Ученого же такого класса, как Эйнштейн, изучение жизни наводит на неизбежную мысль о порядке. “В науке я никогда не встречал чего-либо, что я мог бы противопоставить религии”, – говорил он. Настоящая наука смиренна, она знает, что всякое ее объяснение лишь отодвигает действительную трудность. “Самая большая тайна заключается в самой возможности существования хоть толики науки”[18]. Сама наука в целом – великая тайна. “Величайшее чувство, которое мы можем испытывать, это чувство мистическое. Вот зародыш всякой подлинной науки”[19]. Лавелль говорит о “тотальном присутствии”[20], побуждающем к молитвенному отношению, и у Рене ле Сенна философское размышление переходит в молитву[21].

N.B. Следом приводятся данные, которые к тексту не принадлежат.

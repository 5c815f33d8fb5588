//! Color constants and scaling helpers for the dashboard.

use ratatui::style::Color;

/// Header bar foreground.
pub const HEADER_FG: Color = Color::White;
/// Header bar background.
pub const HEADER_BG: Color = Color::DarkGray;
/// Selected tab.
pub const TAB_ACTIVE: Color = Color::Cyan;
/// Footer help text color.
pub const FOOTER_FG: Color = Color::DarkGray;
/// Error status line.
pub const ERROR_FG: Color = Color::Red;
/// Congestion alert.
pub const ALERT_FG: Color = Color::Yellow;
/// Everything below threshold.
pub const OK_FG: Color = Color::Green;
/// Primary series line.
pub const PRIMARY: Color = Color::Cyan;
/// Secondary series line.
pub const SECONDARY: Color = Color::Magenta;
/// Tertiary series line (interval bounds).
pub const MUTED: Color = Color::DarkGray;

/// Bar color by spread sign: DA premium blue, RT premium red.
pub fn spread_color(spread: f64) -> Color {
    if spread > 0.0 {
        Color::Blue
    } else if spread < 0.0 {
        Color::Red
    } else {
        Color::Gray
    }
}

/// Severity label color.
pub fn severity_color(severity: &str) -> Color {
    match severity {
        "High" => Color::Red,
        "Medium" => Color::Yellow,
        _ => Color::Green,
    }
}

/// Y-axis bounds over every series with 10% padding.
pub fn auto_bounds_y(series: &[&[(f64, f64)]]) -> [f64; 2] {
    let all = series.iter().flat_map(|s| s.iter()).map(|&(_, y)| y);
    let min = all.clone().fold(f64::INFINITY, f64::min);
    let max = all.fold(f64::NEG_INFINITY, f64::max);
    if !min.is_finite() || !max.is_finite() {
        return [-1.0, 1.0];
    }
    let range = (max - min).max(0.1);
    let pad = range * 0.1;
    [min - pad, max + pad]
}

/// Scales a signed value to a bar height; bars cannot go negative, so the
/// caller shows the sign in the label.
pub fn bar_height(value: f64) -> u64 {
    (value.abs() * 100.0).round() as u64
}

#[cfg(test)]
mod tests {
    use super::*;

    #[test]
    fn bounds_pad_and_handle_empty() {
        assert_eq!(auto_bounds_y(&[]), [-1.0, 1.0]);
        let a = [(0.0, 10.0), (1.0, 20.0)];
        let b = [(0.0, 15.0)];
        let [lo, hi] = auto_bounds_y(&[&a, &b]);
        assert!((lo - 9.0).abs() < 1e-9);
        assert!((hi - 21.0).abs() < 1e-9);
    }

    #[test]
    fn bar_heights_keep_cents() {
        assert_eq!(bar_height(12.34), 1234);
        assert_eq!(bar_height(-3.5), 350);
    }
}
//! Keyboard input handling for the dashboard.

use crossterm::event::{KeyCode, KeyEvent, KeyEventKind, KeyModifiers};

use super::runtime::{App, View};

/// Maps a key event to an application action.
///
/// Guards on [`KeyEventKind::Press`] to avoid double-fire on some terminals.
pub fn handle_key(app: &mut App, key: KeyEvent) {
    if key.kind != KeyEventKind::Press {
        return;
    }
    match key.code {
        KeyCode::Char('q') | KeyCode::Esc => app.quit = true,
        KeyCode::Char('c') if key.modifiers.contains(KeyModifiers::CONTROL) => app.quit = true,
        KeyCode::Tab | KeyCode::Right => app.next_view(),
        KeyCode::BackTab | KeyCode::Left => app.prev_view(),
        KeyCode::Char(d @ '1'..='7') => {
            let idx = d as usize - '1' as usize;
            app.select(View::ALL[idx]);
        }
        KeyCode::Char('r') => app.force_refresh(),
        KeyCode::Char('+' | '=') | KeyCode::Up => app.raise_threshold(),
        KeyCode::Char('-') | KeyCode::Down => app.lower_threshold(),
        KeyCode::Char('c') => app.cycle_component(),
        _ => {}
    }
}
//! Shared test fixtures for integration tests.

#![allow(dead_code)]

use chrono::{NaiveDate, NaiveDateTime};
use grid_market_sim::market::MarketContext;
use grid_market_sim::registry::Registry;
use rand::SeedableRng;
use rand::rngs::StdRng;

/// Seed used by fixtures that need a reproducible stream.
pub const SEED: u64 = 42;

/// A weekday in July at `hour`:00.
pub fn at_hour(hour: u32) -> NaiveDateTime {
    NaiveDate::from_ymd_opt(2024, 7, 15)
        .unwrap()
        .and_hms_opt(hour, 0, 0)
        .unwrap()
}

/// Generator context pinned to `at_hour(hour)`.
pub fn context(hour: u32) -> MarketContext {
    MarketContext::new(at_hour(hour))
}

pub fn seeded(seed: u64) -> StdRng {
    StdRng::seed_from_u64(seed)
}

/// The built-in catalog.
pub fn registry() -> Registry {
    Registry::ercot()
}

#[cfg(feature = "api")]
pub mod api {
    use std::sync::Arc;

    use axum::body::Body;
    use axum::http::{Request, StatusCode};
    use axum::response::Response;
    use grid_market_sim::api::{AppState, router};
    use grid_market_sim::market::Clock;
    use tower::util::ServiceExt;

    /// API state with a pinned clock, fixed seed and node "A" as reference.
    pub fn fixed_state(hour: u32) -> Arc<AppState> {
        Arc::new(AppState::new(
            super::registry(),
            Clock::Fixed(super::at_hour(hour)),
            Some(super::SEED),
            "A",
        ))
    }

    /// Sends one GET through a fresh router.
    pub async fn get(state: Arc<AppState>, uri: &str) -> Response {
        let req = Request::builder().uri(uri).body(Body::empty()).unwrap();
        router(state).oneshot(req).await.unwrap()
    }

    /// GET and decode the body as JSON.
    pub async fn get_json(state: Arc<AppState>, uri: &str) -> (StatusCode, serde_json::Value) {
        let resp = get(state, uri).await;
        let status = resp.status();
        let body = axum::body::to_bytes(resp.into_body(), usize::MAX)
            .await
            .unwrap();
        (status, serde_json::from_slice(&body).unwrap())
    }
}
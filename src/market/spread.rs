use std::fmt;

use chrono::{NaiveDateTime, Timelike};
use rand::Rng;
use serde::{Deserialize, Serialize};

use crate::market::clock::HourlySeries;
use crate::market::types::{Generator, MarketContext, round_dp};
use crate::regime::{Band, Regime, Signal, bounds};
use crate::registry::Node;

/// Number of hourly points in the spread window.
pub const SPREAD_HOURS: usize = 24;
/// Spreads within this many $/MWh of zero are neutral.
pub const SPREAD_DEADBAND: f64 = 1.0;

/// Real-time deviation from the day-ahead price; skewed upward for
/// unforecast peaks.
const RT_DEVIATION: Band = Band::new(-12.0, 15.0);
const WIND_FORECAST_ERROR: Band = Band::new(-5.0, 5.0);
const SOLAR_FORECAST_ERROR: Band = Band::new(-8.0, 8.0);

/// Which market priced higher.
#[derive(Debug, Clone, Copy, PartialEq, Eq, Serialize, Deserialize)]
pub enum SpreadDirection {
    #[serde(rename = "DA Premium")]
    DaPremium,
    #[serde(rename = "RT Premium")]
    RtPremium,
    Neutral,
}

impl SpreadDirection {
    /// Classifies a DA minus RT spread with a symmetric deadband.
    pub fn classify(spread: f64) -> Self {
        if spread > SPREAD_DEADBAND {
            Self::DaPremium
        } else if spread < -SPREAD_DEADBAND {
            Self::RtPremium
        } else {
            Self::Neutral
        }
    }
}

impl fmt::Display for SpreadDirection {
    fn fmt(&self, f: &mut fmt::Formatter<'_>) -> fmt::Result {
        let label = match self {
            Self::DaPremium => "DA Premium",
            Self::RtPremium => "RT Premium",
            Self::Neutral => "Neutral",
        };
        f.write_str(label)
    }
}

/// One hour of day-ahead vs real-time pricing.
#[derive(Debug, Clone, PartialEq)]
pub struct SpreadPoint {
    pub timestamp: NaiveDateTime,
    pub node_id: String,
    pub node_name: String,
    pub day_ahead_price: f64,
    /// Floored at zero.
    pub real_time_price: f64,
    /// Wind forecast error (%).
    pub wind_forecast_error: f64,
    /// Solar forecast error (%).
    pub solar_forecast_error: f64,
}

impl SpreadPoint {
    /// Day-ahead minus real-time.
    pub fn spread(&self) -> f64 {
        self.day_ahead_price - self.real_time_price
    }

    /// Direction of the spread as published (rounded to cents), so the label
    /// always agrees with the reported spread.
    pub fn direction(&self) -> SpreadDirection {
        SpreadDirection::classify(round_dp(self.spread(), 2))
    }
}

/// Trailing 24-hour DA/RT spread for one node.
pub struct PriceSpreadGenerator<'a> {
    node: &'a Node,
}

impl<'a> PriceSpreadGenerator<'a> {
    pub fn new(node: &'a Node) -> Self {
        Self { node }
    }
}

impl Generator for PriceSpreadGenerator<'_> {
    type Output = Vec<SpreadPoint>;

    fn generate<R: Rng + ?Sized>(&self, ctx: &MarketContext, rng: &mut R) -> Self::Output {
        HourlySeries::trailing(ctx.now, SPREAD_HOURS)
            .map(|(_, timestamp)| {
                let regime = Regime::classify(timestamp.hour());
                let day_ahead_price = bounds(Signal::DayAheadPrice, regime).sample(rng);
                let real_time_price = (day_ahead_price + RT_DEVIATION.sample(rng)).max(0.0);
                SpreadPoint {
                    timestamp,
                    node_id: self.node.id.clone(),
                    node_name: self.node.name.clone(),
                    day_ahead_price,
                    real_time_price,
                    wind_forecast_error: WIND_FORECAST_ERROR.sample(rng),
                    solar_forecast_error: SOLAR_FORECAST_ERROR.sample(rng),
                }
            })
            .collect()
    }

    fn signal(&self) -> &'static str {
        "price-spread"
    }
}

#[cfg(test)]
mod tests {
    use super::*;
    use crate::registry::Registry;
    use chrono::NaiveDate;
    use rand::{SeedableRng, rngs::StdRng};

    fn ctx() -> MarketContext {
        MarketContext::new(
            NaiveDate::from_ymd_opt(2024, 9, 9)
                .unwrap()
                .and_hms_opt(6, 45, 0)
                .unwrap(),
        )
    }

    #[test]
    fn deadband_classification() {
        assert_eq!(SpreadDirection::classify(1.01), SpreadDirection::DaPremium);
        assert_eq!(SpreadDirection::classify(1.0), SpreadDirection::Neutral);
        assert_eq!(SpreadDirection::classify(0.0), SpreadDirection::Neutral);
        assert_eq!(SpreadDirection::classify(-1.0), SpreadDirection::Neutral);
        assert_eq!(SpreadDirection::classify(-1.01), SpreadDirection::RtPremium);
    }

    #[test]
    fn direction_labels() {
        assert_eq!(SpreadDirection::DaPremium.to_string(), "DA Premium");
        assert_eq!(
            serde_json::to_value(SpreadDirection::RtPremium).unwrap(),
            "RT Premium"
        );
    }

    #[test]
    fn day_ahead_follows_peak_table_and_rt_is_floored() {
        let reg = Registry::ercot();
        let node = reg.node("A").unwrap();
        for seed in 0..40 {
            let points =
                PriceSpreadGenerator::new(node).generate(&ctx(), &mut StdRng::seed_from_u64(seed));
            assert_eq!(points.len(), 24);
            for p in points {
                let band = bounds(Signal::DayAheadPrice, Regime::classify(p.timestamp.hour()));
                assert!(band.contains(p.day_ahead_price));
                assert!(p.real_time_price >= 0.0);
                assert!(p.spread() > -15.0 && p.spread() <= 12.0);
                assert!(WIND_FORECAST_ERROR.contains(p.wind_forecast_error));
                assert!(SOLAR_FORECAST_ERROR.contains(p.solar_forecast_error));
            }
        }
    }

    #[test]
    fn direction_agrees_with_sign() {
        let reg = Registry::ercot();
        let node = reg.node("A").unwrap();
        let points =
            PriceSpreadGenerator::new(node).generate(&ctx(), &mut StdRng::seed_from_u64(77));
        for p in points {
            let s = round_dp(p.spread(), 2);
            let expected = if s > 1.0 {
                SpreadDirection::DaPremium
            } else if s < -1.0 {
                SpreadDirection::RtPremium
            } else {
                SpreadDirection::Neutral
            };
            assert_eq!(p.direction(), expected);
        }
    }
}
//! Terminal dashboard for the market API.
//!
//! Feature-gated behind `tui`. Launch with `--dashboard` on the CLI. The
//! dashboard only talks HTTP; point it at any running instance of the API.

/// Blocking API client and response cache.
pub mod client;
mod controls;
mod layout;
/// Dashboard application state.
pub mod runtime;
mod style;

use std::io;
use std::time::Duration;

use crossterm::event::{self, Event};
use crossterm::execute;
use crossterm::terminal::{
    EnterAlternateScreen, LeaveAlternateScreen, disable_raw_mode, enable_raw_mode,
};
use ratatui::Terminal;
use ratatui::backend::CrosstermBackend;

use crate::config::DashboardConfig;
use client::ApiClient;
use runtime::App;

/// Upper bound on input latency while waiting for the next refresh.
const INPUT_POLL: Duration = Duration::from_millis(250);

/// Launches the dashboard event loop.
///
/// Sets up the terminal (raw mode, alternate screen), runs the event loop,
/// and restores the terminal on exit.
///
/// # Errors
///
/// Returns an `io::Error` if the client or the terminal cannot be set up,
/// or if drawing fails.
pub fn run(cfg: &DashboardConfig) -> io::Result<()> {
    let client = ApiClient::new(&cfg.base_url, cfg.timeout(), cfg.cache_ttl())
        .map_err(io::Error::other)?;
    let mut app = App::new(client, cfg.refresh(), cfg.cache_ttl());

    enable_raw_mode()?;
    let mut stdout = io::stdout();
    if let Err(e) = execute!(stdout, EnterAlternateScreen) {
        let _ = disable_raw_mode();
        return Err(e);
    }
    let backend = CrosstermBackend::new(stdout);
    let mut terminal = match Terminal::new(backend) {
        Ok(t) => t,
        Err(e) => {
            let _ = disable_raw_mode();
            return Err(e);
        }
    };

    let result = event_loop(&mut terminal, &mut app);

    // always restore terminal state
    let _ = disable_raw_mode();
    let _ = execute!(terminal.backend_mut(), LeaveAlternateScreen);
    let _ = terminal.show_cursor();

    result
}

/// Core event loop: refresh when due, draw, poll input.
fn event_loop(
    terminal: &mut Terminal<CrosstermBackend<io::Stdout>>,
    app: &mut App,
) -> io::Result<()> {
    loop {
        if app.refresh_due() {
            app.refresh();
        }

        terminal.draw(|frame| layout::render(frame, app))?;

        if app.quit {
            return Ok(());
        }

        if event::poll(INPUT_POLL)? {
            if let Event::Key(key) = event::read()? {
                controls::handle_key(app, key);
            }
        }
    }
}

Пресловутый присущий ученым атеизм ex officio окончательно вышел из моды. Разум, чем более он научен, тем более противится абсурду и полагает в мире наличие смысла, даже если и не может научно его сформулировать. Сохраняя глубокое уважение к тайне, он передает эту задачу в другую компетенцию; приведем еще раз слова Эйнштейна: “Самая непостижимая вещь в мире – это то, что мир можно постигать”. То, чем разум овладевает, никогда и не могло бы быть Богом, самое большее – отпечатком Его славы, сверкающим следом Его Премудрости. Разум может лишь обнаружить невещественные составляющие тайны, но не может объяснить их. Где ресурсы разума исчерпаны и в самое сердце бытия пущена его последняя стрела – миф, там высвечивается тайна[22], которая, не позволяя постичь своего существа, может возбудить предчувствие чего-то необычайно важного. Тайна не есть то, что мы вмещаем, но то, что вмещает нас.
Что касается экзистенциальной философии, то она представляется скорее ностальгической, нежели агрессивной. Ее пессимизм вылядит хорошо продуманным. Один из афоризмов Хайдеггера открывает долю мужественности в безнадежном отчаянии: “Человек есть бессильный бог”.
Все это, безусловно, восходит к Кьеркегору, к его неистовой реакции против гегельянской рационализации действительности. Панлогическая спекуляция не вносит строя в действительность, не приносит спасения, поэтому гений Кьеркегора и концентрирует свою мысль, очень индивидуальную и максимально конкретную, на вопросе религиозном: что я должен сделать из самого себя, иными словами: как мне спастись? Предпринятый им опыт самопознания – один из самых проницательных, он предвосхищает глубинную психологию. В тайниках души он открывает страх и априорное чувство вины, которые как бы расщепляют человека и вселяют в него ад, – именно в этих глубинах зарождается жажда спасения. Единственная альтернатива ставит человека перед выбором между ничто и абсолютом и предлагает ему подвиг веры, созерцающей Христа, сделавшегося современником всякой души; ускользнуть же в идеалистическую метафизику – значит, напротив, скрыться от суда Божия.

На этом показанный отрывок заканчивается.